Per la rete invece ti basta editare conf.d/net per mettere il caricamento dei moduli in preup() e rmmod in postup()

Per quanto attiene lordine il colpevole mi sembra che sia kerneld udev dovrebbe limitarsi al modprobe 

caveat emptor: verificare accuratamente, mi rifiuto di applicarmi seriamente alla questione, quindi la sintassi non risulta la migliore e vado a memoria.

----------

## pingoo

@fbcyborg: grazie, mi pareva strano non ci fosse una guida per udev  :Smile:  Ho dato un'occhiata ma non mi pare trattare la cosa

@djinnZ: sono sorpreso, non avevo mai approfondito la cosa ma pensavo che fosse la norma quanto volevo fare e che dipendesse solo da un'errata configurazione. Son curioso di vedere come si comporta l'altra distribuzione installata su questa macchina, e soprattutto se cambia qualcosa quando procederò a sistemare (tentare di) il risparmio energetico, che potrebbe risolversi. Altrimenti valuto se procedere con script o semafori, grazie

----------

## djinnZ

a dimostrazione che non ci sono con la testa, volevo dire che il tuo problema mi sembra dovuto ad un cattivo funzionamento di kerneld non di udev. Al massimo, neppure sempre, udev lancia solo un modprobe per il modulo principale, le dipendenze se le tira dietro kerneld ed in alcuni casi agisce autonomamente, direttamente al boot.

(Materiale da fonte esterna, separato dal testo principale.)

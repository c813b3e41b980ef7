//! C8: the stream façade and HTTP response builder. Wraps the engine's
//! shared output channel as an async iterable of chunks or of
//! already-serialized protocol text, and can wrap either in a
//! framework-agnostic streaming HTTP response.

use std::pin::Pin;

use async_stream::stream;
use bytes::Bytes;
use futures_util::Stream;
use http::{HeaderMap, HeaderName, HeaderValue, Response, StatusCode};
use tokio::sync::mpsc::UnboundedReceiver;
use tokio_util::sync::CancellationToken;

use crate::chunk::UiChunk;
use crate::protocol::ProtocolVersion;

/// An async iterable that can be consumed exactly like any other `Stream`.
pub type AsyncIterableStream<T> = Pin<Box<dyn Stream<Item = T> + Send>>;

/// The live output of one translation request: the typed chunk stream plus
/// the means to cancel it early.
pub struct AdapterStream {
    rx: UnboundedReceiver<UiChunk>,
    cancel: CancellationToken,
    message_id: String,
}

impl AdapterStream {
    pub(crate) fn new(
        rx: UnboundedReceiver<UiChunk>,
        cancel: CancellationToken,
        message_id: String,
    ) -> Self {
        Self {
            rx,
            cancel,
            message_id,
        }
    }

    /// Cancels the driving engine. Idempotent: cancelling twice is a no-op,
    /// matching the idempotent-close testable property — the second call
    /// just finds the token already cancelled.
    pub fn close(&self) {
        self.cancel.cancel();
    }

    pub fn message_id(&self) -> &str {
        &self.message_id
    }

    /// Exposes the output as typed chunks.
    pub fn into_chunks(self) -> AsyncIterableStream<UiChunk> {
        let mut rx = self.rx;
        Box::pin(stream! {
            while let Some(chunk) = rx.recv().await {
                yield chunk;
            }
        })
    }

    /// Exposes the output as already-serialized protocol text. For v5 this
    /// includes the terminal `[DONE]` frame; v4 simply ends when the
    /// channel closes.
    pub fn into_protocol(self, version: ProtocolVersion) -> AsyncIterableStream<String> {
        let mut rx = self.rx;
        let message_id = self.message_id;
        Box::pin(stream! {
            while let Some(chunk) = rx.recv().await {
                if let Some(line) = version.serialize(&chunk, &message_id) {
                    yield line;
                }
            }
            if let Some(terminator) = version.terminator() {
                yield terminator.to_string();
            }
        })
    }
}

/// A framework-agnostic streaming HTTP response: status, headers, and a
/// byte stream body. Behind the `axum` feature this also implements
/// `axum::response::IntoResponse`.
pub struct StreamResponse {
    pub status: StatusCode,
    pub headers: HeaderMap,
    pub body: AsyncIterableStream<Bytes>,
}

impl StreamResponse {
    /// Builds a response for `stream` serialized under `version`. Caller-
    /// supplied `extra_headers` win over the protocol's defaults.
    pub fn build(
        stream: AdapterStream,
        version: ProtocolVersion,
        extra_headers: HeaderMap,
    ) -> Self {
        let mut headers = HeaderMap::new();
        headers.insert(
            http::header::CONTENT_TYPE,
            HeaderValue::from_static(version.content_type()),
        );
        for (name, value) in version.extra_headers() {
            headers.insert(HeaderName::from_static(name), HeaderValue::from_static(value));
        }
        for (name, value) in extra_headers.iter() {
            headers.insert(name.clone(), value.clone());
        }

        let text_stream = stream.into_protocol(version);
        let body: AsyncIterableStream<Bytes> = Box::pin(async_stream::stream! {
            let mut text_stream = text_stream;
            use futures_util::StreamExt;
            while let Some(line) = text_stream.next().await {
                yield Bytes::from(line.into_bytes());
            }
        });

        Self {
            status: StatusCode::OK,
            headers,
            body,
        }
    }

    /// Renders this into an `http::Response` whose body is the byte
    /// stream, for callers that want the plain `http` crate vocabulary
    /// without pulling in a specific web framework.
    pub fn into_http_response(self) -> Response<AsyncIterableStream<Bytes>> {
        let mut builder = Response::builder().status(self.status);
        if let Some(headers_mut) = builder.headers_mut() {
            *headers_mut = self.headers;
        }
        builder
            .body(self.body)
            .expect("status and headers were validated above")
    }
}

#[cfg(feature = "axum")]
impl axum::response::IntoResponse for StreamResponse {
    fn into_response(self) -> axum::response::Response {
        use futures_util::StreamExt;

        let status = self.status;
        let headers = self.headers;
        let body = axum::body::Body::from_stream(self.body.map(Ok::<_, std::io::Error>));

        let mut response = axum::response::Response::new(body);
        *response.status_mut() = status;
        *response.headers_mut() = headers;
        response
    }
}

Per la sola questione parametri potresti metterli direttamente nella linea di comando del kernel (premesso che sono della scuola "tutto builtin", tranne quello che vuoi poter disativare o deve essere modulare per forza, ovviamente).

@fbcyborg: che sia stranamente di buonumore non ti esime dall'esser messo in croce...  :Laughing: 

----------